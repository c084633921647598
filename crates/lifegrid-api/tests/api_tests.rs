//! Integration tests for the board API endpoints.
//!
//! Tests use Axum's `Router` directly via `tower::ServiceExt` without
//! starting a TCP server. This validates handler logic and routing
//! without needing a live network connection.

#![allow(clippy::unwrap_used)]

use std::sync::Arc;

use axum::body::Body;
use axum::http::{Request, StatusCode, header};
use lifegrid_api::router::build_router;
use lifegrid_api::state::AppState;
use lifegrid_core::SimulationConfig;
use serde_json::{Value, json};
use tower::ServiceExt;

const BLINKER: &str = "[[false,false,false],[true,true,true],[false,false,false]]";
const BLOCK: &str = "[[true,true,false],[true,true,false],[false,false,false]]";

fn make_state() -> Arc<AppState> {
    Arc::new(AppState::default())
}

async fn body_to_json(body: Body) -> Value {
    let bytes = axum::body::to_bytes(body, usize::MAX).await.unwrap();
    serde_json::from_slice(&bytes).unwrap()
}

async fn get(state: &Arc<AppState>, uri: &str) -> (StatusCode, Value) {
    let app = build_router(Arc::clone(state));
    let response = app
        .oneshot(Request::builder().uri(uri).body(Body::empty()).unwrap())
        .await
        .unwrap();
    let status = response.status();
    (status, body_to_json(response.into_body()).await)
}

async fn post_raw(state: &Arc<AppState>, body: &str) -> axum::response::Response {
    let app = build_router(Arc::clone(state));
    app.oneshot(
        Request::builder()
            .method("POST")
            .uri("/api/boards")
            .header(header::CONTENT_TYPE, "application/json")
            .body(Body::from(body.to_owned()))
            .unwrap(),
    )
    .await
    .unwrap()
}

/// Create a board from a JSON grid literal and return its id.
async fn create(state: &Arc<AppState>, grid: &str) -> String {
    let response = post_raw(state, &format!(r#"{{"board_state":{grid}}}"#)).await;
    assert_eq!(response.status(), StatusCode::CREATED);
    let json = body_to_json(response.into_body()).await;
    json["id"].as_str().unwrap().to_owned()
}

// ---------------------------------------------------------------------------
// Health
// ---------------------------------------------------------------------------

#[tokio::test]
async fn health_returns_ok() {
    let state = make_state();
    let (status, json) = get(&state, "/health").await;
    assert_eq!(status, StatusCode::OK);
    assert_eq!(json["status"], "ok");
}

// ---------------------------------------------------------------------------
// POST /api/boards
// ---------------------------------------------------------------------------

#[tokio::test]
async fn create_board_returns_created_with_location() {
    let state = make_state();
    let response = post_raw(&state, &format!(r#"{{"board_state":{BLINKER}}}"#)).await;
    assert_eq!(response.status(), StatusCode::CREATED);

    let location = response
        .headers()
        .get(header::LOCATION)
        .unwrap()
        .to_str()
        .unwrap()
        .to_owned();
    let json = body_to_json(response.into_body()).await;
    let id = json["id"].as_str().unwrap();
    assert_eq!(location, format!("/api/boards/{id}"));
}

#[tokio::test]
async fn create_board_rejects_invalid_grids() {
    let state = make_state();
    for body in [
        r#"{"board_state":[]}"#,
        r#"{"board_state":[[],[]]}"#,
        r#"{"board_state":[[true,false],[true]]}"#,
        r#"{"board_state":null}"#,
        r"{}",
        r"null",
        r"not json",
    ] {
        let response = post_raw(&state, body).await;
        assert_eq!(response.status(), StatusCode::BAD_REQUEST, "body: {body}");
        let json = body_to_json(response.into_body()).await;
        assert_eq!(json["status"], 400);
    }

    let (_, listed) = get(&state, "/api/boards").await;
    assert!(listed.as_array().unwrap().is_empty());
}

// ---------------------------------------------------------------------------
// GET /api/boards, GET /api/boards/{id}
// ---------------------------------------------------------------------------

#[tokio::test]
async fn list_boards_returns_every_board() {
    let state = make_state();
    let a = create(&state, BLINKER).await;
    let b = create(&state, BLOCK).await;

    let (status, json) = get(&state, "/api/boards").await;
    assert_eq!(status, StatusCode::OK);
    let ids: Vec<&str> = json
        .as_array()
        .unwrap()
        .iter()
        .map(|board| board["id"].as_str().unwrap())
        .collect();
    assert_eq!(ids.len(), 2);
    assert!(ids.contains(&a.as_str()));
    assert!(ids.contains(&b.as_str()));
}

#[tokio::test]
async fn get_board_returns_stored_state() {
    let state = make_state();
    let id = create(&state, BLINKER).await;

    let (status, json) = get(&state, &format!("/api/boards/{id}")).await;
    assert_eq!(status, StatusCode::OK);
    assert_eq!(json["id"], id.as_str());
    assert_eq!(json["board_state"], serde_json::from_str::<Value>(BLINKER).unwrap());
    assert!(json["created_at"].is_string());
}

#[tokio::test]
async fn get_board_unknown_id_is_404() {
    let state = make_state();
    let (status, json) = get(
        &state,
        "/api/boards/00000000-0000-0000-0000-000000000000",
    )
    .await;
    assert_eq!(status, StatusCode::NOT_FOUND);
    assert_eq!(json["status"], 404);
}

#[tokio::test]
async fn get_board_invalid_uuid_is_400() {
    let state = make_state();
    for uri in [
        "/api/boards/not-a-uuid",
        "/api/boards/not-a-uuid/next",
        "/api/boards/not-a-uuid/future/1",
        "/api/boards/not-a-uuid/final",
    ] {
        let (status, _) = get(&state, uri).await;
        assert_eq!(status, StatusCode::BAD_REQUEST, "uri: {uri}");
    }
}

// ---------------------------------------------------------------------------
// GET /api/boards/{id}/next, GET /api/boards/{id}/future/{n}
// ---------------------------------------------------------------------------

#[tokio::test]
async fn next_state_flips_blinker() {
    let state = make_state();
    let id = create(&state, BLINKER).await;

    let (status, json) = get(&state, &format!("/api/boards/{id}/next")).await;
    assert_eq!(status, StatusCode::OK);
    assert_eq!(json["id"], id.as_str());
    assert_eq!(
        json["board_state"],
        json!([[false, true, false], [false, true, false], [false, true, false]])
    );

    let (_, stored) = get(&state, &format!("/api/boards/{id}")).await;
    assert_eq!(stored["board_state"], serde_json::from_str::<Value>(BLINKER).unwrap());
}

#[tokio::test]
async fn future_state_two_steps_returns_blinker_phase() {
    let state = make_state();
    let id = create(&state, BLINKER).await;

    let (status, json) = get(&state, &format!("/api/boards/{id}/future/2")).await;
    assert_eq!(status, StatusCode::OK);
    assert_eq!(json["board_state"], serde_json::from_str::<Value>(BLINKER).unwrap());

    let (status, json) = get(&state, &format!("/api/boards/{id}/future/0")).await;
    assert_eq!(status, StatusCode::OK);
    assert_eq!(json["board_state"], serde_json::from_str::<Value>(BLINKER).unwrap());
}

#[tokio::test]
async fn future_state_rejects_bad_step_counts() {
    let state = Arc::new(AppState::new(SimulationConfig {
        max_steps: 5,
        ..SimulationConfig::default()
    }));
    let id = create(&state, BLINKER).await;

    for n in ["abc", "-1", "6"] {
        let (status, json) = get(&state, &format!("/api/boards/{id}/future/{n}")).await;
        assert_eq!(status, StatusCode::BAD_REQUEST, "n: {n}");
        assert_eq!(json["status"], 400);
    }
}

#[tokio::test]
async fn simulation_endpoints_unknown_id_are_404() {
    let state = make_state();
    let missing = "00000000-0000-0000-0000-000000000000";
    for suffix in ["next", "future/3", "final"] {
        let (status, _) = get(&state, &format!("/api/boards/{missing}/{suffix}")).await;
        assert_eq!(status, StatusCode::NOT_FOUND, "suffix: {suffix}");
    }
}

// ---------------------------------------------------------------------------
// GET /api/boards/{id}/final
// ---------------------------------------------------------------------------

#[tokio::test]
async fn final_state_block_is_stable() {
    let state = make_state();
    let id = create(&state, BLOCK).await;

    let (status, json) = get(&state, &format!("/api/boards/{id}/final")).await;
    assert_eq!(status, StatusCode::OK);
    assert_eq!(json["status"], "stable");
    assert_eq!(json["step"], 1);
    assert_eq!(json["period"], 1);
    assert_eq!(json["max_iterations"], 1000);
    assert_eq!(json["board"]["id"], id.as_str());
    assert_eq!(
        json["board"]["board_state"],
        serde_json::from_str::<Value>(BLOCK).unwrap()
    );
}

#[tokio::test]
async fn final_state_blinker_is_cycle() {
    let state = make_state();
    let id = create(&state, BLINKER).await;

    let (status, json) = get(&state, &format!("/api/boards/{id}/final?max_iterations=10")).await;
    assert_eq!(status, StatusCode::OK);
    assert_eq!(json["status"], "cycle");
    assert_eq!(json["step"], 2);
    assert_eq!(json["period"], 2);
    assert_eq!(json["max_iterations"], 10);
}

#[tokio::test]
async fn final_state_exhausted_budget_is_422() {
    let state = make_state();
    let id = create(&state, BLINKER).await;

    let (status, json) = get(&state, &format!("/api/boards/{id}/final?max_iterations=1")).await;
    assert_eq!(status, StatusCode::UNPROCESSABLE_ENTITY);
    assert_eq!(json["status"], 422);
    assert_eq!(json["title"], "Unprocessable Entity");
    assert_eq!(
        json["detail"],
        "The board could not reach a final stable state within 1 iterations."
    );
}

#[tokio::test]
async fn final_state_rejects_out_of_range_budget() {
    let state = make_state();
    let id = create(&state, BLOCK).await;

    for query in [
        "max_iterations=0",
        "max_iterations=100001",
        "max_iterations=abc",
        "max_iterations=-3",
    ] {
        let (status, json) = get(&state, &format!("/api/boards/{id}/final?{query}")).await;
        assert_eq!(status, StatusCode::BAD_REQUEST, "query: {query}");
        assert_eq!(json["status"], 400, "query: {query}");
        assert!(json["error"].is_string(), "query: {query}");
    }
}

**Problem**
Only lines that include "AppState" belong in the answer; return them from the entries above.

**Written solution**
use lifegrid_api::state::AppState;
fn make_state() -> Arc<AppState> {
    Arc::new(AppState::default())
async fn get(state: &Arc<AppState>, uri: &str) -> (StatusCode, Value) {
async fn post_raw(state: &Arc<AppState>, body: &str) -> axum::response::Response {
async fn create(state: &Arc<AppState>, grid: &str) -> String {
    let state = Arc::new(AppState::new(SimulationConfig {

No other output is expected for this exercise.